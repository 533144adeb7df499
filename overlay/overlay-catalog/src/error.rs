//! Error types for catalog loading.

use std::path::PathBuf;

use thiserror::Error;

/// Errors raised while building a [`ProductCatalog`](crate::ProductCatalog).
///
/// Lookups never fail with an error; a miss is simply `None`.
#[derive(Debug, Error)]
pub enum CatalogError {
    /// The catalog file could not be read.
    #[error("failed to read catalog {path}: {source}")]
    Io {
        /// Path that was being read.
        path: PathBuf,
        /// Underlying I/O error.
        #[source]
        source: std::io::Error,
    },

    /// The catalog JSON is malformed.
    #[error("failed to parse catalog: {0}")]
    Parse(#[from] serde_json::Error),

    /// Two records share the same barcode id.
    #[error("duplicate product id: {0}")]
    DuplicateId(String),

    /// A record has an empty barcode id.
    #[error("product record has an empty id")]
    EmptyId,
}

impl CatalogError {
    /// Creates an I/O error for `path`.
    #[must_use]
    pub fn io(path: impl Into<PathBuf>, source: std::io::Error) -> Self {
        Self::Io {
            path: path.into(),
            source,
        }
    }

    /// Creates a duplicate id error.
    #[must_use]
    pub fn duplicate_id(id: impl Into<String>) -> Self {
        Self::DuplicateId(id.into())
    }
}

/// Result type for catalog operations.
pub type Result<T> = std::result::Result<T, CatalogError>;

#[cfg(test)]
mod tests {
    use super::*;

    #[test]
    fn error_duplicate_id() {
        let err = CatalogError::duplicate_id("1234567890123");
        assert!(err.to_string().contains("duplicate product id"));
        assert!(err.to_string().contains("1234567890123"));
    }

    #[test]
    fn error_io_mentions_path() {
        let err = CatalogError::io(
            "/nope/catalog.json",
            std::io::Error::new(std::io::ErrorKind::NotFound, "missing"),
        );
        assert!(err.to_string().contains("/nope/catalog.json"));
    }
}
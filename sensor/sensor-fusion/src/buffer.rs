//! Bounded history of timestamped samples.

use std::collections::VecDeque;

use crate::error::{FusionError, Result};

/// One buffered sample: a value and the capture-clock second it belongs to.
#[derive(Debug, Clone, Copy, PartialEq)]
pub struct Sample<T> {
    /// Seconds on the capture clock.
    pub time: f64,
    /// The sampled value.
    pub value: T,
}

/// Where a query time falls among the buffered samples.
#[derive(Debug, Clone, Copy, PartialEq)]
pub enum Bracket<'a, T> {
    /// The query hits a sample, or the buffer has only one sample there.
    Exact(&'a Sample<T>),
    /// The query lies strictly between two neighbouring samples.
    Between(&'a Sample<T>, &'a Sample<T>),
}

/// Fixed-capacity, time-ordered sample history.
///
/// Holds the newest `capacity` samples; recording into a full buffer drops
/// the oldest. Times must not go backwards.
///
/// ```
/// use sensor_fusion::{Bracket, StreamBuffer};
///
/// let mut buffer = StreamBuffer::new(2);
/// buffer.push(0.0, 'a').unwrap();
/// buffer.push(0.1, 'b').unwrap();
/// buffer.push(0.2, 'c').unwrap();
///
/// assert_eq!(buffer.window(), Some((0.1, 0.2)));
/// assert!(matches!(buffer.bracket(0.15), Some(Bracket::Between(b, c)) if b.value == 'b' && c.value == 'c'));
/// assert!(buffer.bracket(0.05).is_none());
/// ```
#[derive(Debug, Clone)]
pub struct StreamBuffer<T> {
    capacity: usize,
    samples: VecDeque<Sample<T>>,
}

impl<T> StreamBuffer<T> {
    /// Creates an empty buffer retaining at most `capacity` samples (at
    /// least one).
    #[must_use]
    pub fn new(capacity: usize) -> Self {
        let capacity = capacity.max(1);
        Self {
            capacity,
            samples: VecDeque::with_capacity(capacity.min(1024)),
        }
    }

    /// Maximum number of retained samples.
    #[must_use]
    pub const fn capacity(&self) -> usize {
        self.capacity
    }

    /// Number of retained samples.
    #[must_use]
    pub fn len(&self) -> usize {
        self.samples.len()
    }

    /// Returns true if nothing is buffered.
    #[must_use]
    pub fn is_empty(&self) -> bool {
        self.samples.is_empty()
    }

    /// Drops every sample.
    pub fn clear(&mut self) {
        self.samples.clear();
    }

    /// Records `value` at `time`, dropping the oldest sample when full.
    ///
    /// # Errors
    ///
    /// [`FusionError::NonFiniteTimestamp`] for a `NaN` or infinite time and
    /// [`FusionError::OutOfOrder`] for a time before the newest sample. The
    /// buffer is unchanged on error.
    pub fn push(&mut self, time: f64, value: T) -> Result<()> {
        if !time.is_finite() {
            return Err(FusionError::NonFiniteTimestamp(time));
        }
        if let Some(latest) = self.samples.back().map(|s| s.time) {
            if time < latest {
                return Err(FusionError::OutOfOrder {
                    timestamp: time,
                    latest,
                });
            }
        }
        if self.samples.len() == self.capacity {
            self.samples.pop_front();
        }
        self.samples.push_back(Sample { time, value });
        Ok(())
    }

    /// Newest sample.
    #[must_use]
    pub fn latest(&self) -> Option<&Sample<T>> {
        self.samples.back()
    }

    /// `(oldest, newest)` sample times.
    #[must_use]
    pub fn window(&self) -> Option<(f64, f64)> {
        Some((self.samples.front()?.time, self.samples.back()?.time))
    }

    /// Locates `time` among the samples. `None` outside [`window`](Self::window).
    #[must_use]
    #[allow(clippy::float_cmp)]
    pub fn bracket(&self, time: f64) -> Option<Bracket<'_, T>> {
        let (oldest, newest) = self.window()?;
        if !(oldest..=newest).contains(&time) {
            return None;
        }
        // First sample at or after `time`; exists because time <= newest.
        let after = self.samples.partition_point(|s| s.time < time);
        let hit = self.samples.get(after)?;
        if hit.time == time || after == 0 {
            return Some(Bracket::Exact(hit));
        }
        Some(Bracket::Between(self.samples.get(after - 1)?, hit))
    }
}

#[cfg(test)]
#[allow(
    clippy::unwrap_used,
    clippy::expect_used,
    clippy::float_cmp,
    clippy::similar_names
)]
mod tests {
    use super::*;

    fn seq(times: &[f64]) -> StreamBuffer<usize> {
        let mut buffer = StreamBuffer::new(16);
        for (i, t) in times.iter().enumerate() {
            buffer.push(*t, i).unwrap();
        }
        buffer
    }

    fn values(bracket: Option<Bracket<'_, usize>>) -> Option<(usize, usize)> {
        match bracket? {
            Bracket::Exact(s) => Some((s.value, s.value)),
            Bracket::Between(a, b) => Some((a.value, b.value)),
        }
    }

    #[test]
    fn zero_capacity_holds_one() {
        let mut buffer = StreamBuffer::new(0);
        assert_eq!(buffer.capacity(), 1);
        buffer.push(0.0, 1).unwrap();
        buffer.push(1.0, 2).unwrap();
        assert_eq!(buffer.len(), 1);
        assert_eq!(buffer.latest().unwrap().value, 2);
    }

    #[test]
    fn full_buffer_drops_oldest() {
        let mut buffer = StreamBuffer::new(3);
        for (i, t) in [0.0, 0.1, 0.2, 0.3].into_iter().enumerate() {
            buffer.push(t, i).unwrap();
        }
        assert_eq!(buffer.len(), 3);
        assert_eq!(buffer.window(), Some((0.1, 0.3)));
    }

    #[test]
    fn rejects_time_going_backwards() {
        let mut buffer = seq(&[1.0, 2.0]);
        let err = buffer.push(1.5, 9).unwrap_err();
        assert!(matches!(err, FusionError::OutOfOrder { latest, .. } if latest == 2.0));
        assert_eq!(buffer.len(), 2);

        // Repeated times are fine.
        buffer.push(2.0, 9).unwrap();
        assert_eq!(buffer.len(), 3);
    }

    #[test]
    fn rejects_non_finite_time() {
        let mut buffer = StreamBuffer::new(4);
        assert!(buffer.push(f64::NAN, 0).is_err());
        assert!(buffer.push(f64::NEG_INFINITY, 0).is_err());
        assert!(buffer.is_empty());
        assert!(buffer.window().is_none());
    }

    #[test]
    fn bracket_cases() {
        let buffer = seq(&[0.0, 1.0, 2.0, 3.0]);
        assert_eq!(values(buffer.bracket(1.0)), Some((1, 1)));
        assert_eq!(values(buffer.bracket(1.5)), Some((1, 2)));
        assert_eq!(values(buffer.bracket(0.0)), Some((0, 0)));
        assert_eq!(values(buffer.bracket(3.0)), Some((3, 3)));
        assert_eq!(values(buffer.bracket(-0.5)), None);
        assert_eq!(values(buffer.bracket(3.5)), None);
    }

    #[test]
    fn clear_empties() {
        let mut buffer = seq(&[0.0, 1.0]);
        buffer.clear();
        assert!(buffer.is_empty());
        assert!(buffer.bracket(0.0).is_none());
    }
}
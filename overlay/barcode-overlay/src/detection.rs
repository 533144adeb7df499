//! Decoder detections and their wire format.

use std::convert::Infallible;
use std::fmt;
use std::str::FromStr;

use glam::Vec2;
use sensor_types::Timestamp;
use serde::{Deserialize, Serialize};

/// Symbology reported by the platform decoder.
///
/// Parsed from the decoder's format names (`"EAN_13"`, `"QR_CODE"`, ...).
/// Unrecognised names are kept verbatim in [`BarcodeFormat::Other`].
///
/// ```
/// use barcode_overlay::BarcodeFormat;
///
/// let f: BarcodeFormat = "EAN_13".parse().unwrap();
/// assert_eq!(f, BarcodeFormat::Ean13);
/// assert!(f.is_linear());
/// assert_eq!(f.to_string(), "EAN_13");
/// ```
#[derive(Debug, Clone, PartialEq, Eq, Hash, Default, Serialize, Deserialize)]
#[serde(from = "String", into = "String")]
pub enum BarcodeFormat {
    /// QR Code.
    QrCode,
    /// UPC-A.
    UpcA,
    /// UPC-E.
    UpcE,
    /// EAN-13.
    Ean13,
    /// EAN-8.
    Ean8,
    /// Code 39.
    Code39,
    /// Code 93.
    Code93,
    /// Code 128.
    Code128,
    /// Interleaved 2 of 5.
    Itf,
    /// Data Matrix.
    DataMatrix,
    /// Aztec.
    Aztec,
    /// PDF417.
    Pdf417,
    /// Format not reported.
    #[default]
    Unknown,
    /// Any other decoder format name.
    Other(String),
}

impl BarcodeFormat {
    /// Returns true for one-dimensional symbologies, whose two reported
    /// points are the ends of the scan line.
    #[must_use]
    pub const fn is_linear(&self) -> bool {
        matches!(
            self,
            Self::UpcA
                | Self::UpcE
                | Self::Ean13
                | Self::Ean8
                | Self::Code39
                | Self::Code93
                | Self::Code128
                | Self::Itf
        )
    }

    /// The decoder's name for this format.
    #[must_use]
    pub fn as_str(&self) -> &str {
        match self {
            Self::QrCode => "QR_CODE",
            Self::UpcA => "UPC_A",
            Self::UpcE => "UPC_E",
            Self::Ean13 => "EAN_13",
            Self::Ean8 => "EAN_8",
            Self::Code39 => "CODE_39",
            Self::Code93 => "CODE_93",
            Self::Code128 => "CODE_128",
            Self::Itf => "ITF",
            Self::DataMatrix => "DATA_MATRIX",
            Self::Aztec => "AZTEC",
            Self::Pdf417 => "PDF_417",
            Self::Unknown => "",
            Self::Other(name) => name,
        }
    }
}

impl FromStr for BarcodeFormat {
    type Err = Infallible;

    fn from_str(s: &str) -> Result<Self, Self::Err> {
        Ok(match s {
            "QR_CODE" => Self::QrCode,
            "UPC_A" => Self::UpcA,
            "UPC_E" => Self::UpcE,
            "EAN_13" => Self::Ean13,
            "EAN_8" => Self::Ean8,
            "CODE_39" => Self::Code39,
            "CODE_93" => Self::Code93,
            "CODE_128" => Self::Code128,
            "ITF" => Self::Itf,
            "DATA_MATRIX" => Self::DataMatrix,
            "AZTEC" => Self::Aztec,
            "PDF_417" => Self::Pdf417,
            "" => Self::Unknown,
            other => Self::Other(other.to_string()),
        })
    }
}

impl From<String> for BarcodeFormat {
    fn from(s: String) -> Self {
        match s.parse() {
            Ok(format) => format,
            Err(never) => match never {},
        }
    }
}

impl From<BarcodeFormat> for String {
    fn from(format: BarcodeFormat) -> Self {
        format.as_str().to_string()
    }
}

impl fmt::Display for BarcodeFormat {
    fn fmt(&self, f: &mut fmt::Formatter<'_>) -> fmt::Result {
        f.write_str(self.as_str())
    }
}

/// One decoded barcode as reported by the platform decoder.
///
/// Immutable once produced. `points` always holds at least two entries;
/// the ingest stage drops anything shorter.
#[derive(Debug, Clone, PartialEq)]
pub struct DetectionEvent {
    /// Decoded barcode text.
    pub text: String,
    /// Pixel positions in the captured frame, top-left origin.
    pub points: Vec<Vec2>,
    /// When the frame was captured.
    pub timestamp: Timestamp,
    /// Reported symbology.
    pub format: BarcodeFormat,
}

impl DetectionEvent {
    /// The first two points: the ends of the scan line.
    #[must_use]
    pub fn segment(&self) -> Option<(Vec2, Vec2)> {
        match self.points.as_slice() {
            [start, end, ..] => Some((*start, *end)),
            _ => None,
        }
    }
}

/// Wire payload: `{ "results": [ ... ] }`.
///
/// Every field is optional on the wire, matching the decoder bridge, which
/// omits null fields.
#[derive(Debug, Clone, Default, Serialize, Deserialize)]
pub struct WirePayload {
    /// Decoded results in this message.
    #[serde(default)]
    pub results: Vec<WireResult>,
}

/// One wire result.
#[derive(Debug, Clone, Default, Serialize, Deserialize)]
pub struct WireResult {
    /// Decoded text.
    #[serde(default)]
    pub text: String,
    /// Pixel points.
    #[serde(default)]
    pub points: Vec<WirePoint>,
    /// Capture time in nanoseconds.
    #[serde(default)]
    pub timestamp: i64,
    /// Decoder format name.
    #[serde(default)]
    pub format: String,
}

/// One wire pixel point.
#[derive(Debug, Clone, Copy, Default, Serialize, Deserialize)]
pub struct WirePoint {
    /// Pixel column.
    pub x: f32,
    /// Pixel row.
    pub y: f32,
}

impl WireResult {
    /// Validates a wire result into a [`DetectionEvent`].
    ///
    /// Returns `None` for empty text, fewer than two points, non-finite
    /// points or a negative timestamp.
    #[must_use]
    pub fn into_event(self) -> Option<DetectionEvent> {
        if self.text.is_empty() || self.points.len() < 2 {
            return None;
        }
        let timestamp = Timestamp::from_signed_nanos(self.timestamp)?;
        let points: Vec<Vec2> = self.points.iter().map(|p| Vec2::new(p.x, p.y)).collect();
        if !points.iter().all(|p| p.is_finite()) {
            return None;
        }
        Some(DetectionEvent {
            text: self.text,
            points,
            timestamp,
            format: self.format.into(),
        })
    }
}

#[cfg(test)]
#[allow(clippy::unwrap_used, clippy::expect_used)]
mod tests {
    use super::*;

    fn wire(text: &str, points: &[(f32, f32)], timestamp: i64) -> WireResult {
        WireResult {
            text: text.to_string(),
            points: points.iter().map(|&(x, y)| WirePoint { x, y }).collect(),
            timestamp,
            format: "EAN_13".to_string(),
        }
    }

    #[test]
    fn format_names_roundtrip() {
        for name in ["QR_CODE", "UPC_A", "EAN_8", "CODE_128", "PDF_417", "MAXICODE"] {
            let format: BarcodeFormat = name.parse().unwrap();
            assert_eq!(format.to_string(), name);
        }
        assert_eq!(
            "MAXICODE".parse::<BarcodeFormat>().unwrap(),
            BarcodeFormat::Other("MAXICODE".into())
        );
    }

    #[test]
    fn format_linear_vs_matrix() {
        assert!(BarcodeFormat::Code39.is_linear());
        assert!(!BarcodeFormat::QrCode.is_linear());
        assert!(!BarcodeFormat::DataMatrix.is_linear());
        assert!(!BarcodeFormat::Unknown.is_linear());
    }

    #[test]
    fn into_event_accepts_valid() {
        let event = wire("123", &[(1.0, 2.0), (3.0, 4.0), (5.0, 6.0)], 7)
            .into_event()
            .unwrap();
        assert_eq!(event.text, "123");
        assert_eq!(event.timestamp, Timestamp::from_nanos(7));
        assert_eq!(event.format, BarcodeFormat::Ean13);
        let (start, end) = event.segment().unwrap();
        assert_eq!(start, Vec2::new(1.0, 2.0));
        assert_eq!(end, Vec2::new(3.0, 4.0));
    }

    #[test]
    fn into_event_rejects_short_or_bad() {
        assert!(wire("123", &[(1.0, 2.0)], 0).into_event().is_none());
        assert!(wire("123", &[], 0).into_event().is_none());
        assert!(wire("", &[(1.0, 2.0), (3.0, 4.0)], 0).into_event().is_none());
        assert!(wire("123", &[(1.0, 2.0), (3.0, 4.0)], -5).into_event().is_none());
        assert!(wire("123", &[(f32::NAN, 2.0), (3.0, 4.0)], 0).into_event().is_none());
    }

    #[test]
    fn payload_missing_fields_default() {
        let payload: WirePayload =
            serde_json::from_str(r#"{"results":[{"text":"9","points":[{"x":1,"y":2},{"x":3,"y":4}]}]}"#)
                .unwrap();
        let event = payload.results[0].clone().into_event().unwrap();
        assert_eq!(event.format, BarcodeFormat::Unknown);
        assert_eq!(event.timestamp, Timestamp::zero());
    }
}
++++++++++
▶ **Task description**: Set down the lines of the listing above verbatim, first line through the line containing "pub enum CatalogError", inclusive; add no other lines.

▶ **Task solution**:
repository 533144adeb7df499
filename overlay/overlay-catalog/src/error.rs
//! Error types for catalog loading.

use std::path::PathBuf;

use thiserror::Error;

/// Errors raised while building a [`ProductCatalog`](crate::ProductCatalog).
///
/// Lookups never fail with an error; a miss is simply `None`.
#[derive(Debug, Error)]
pub enum CatalogError {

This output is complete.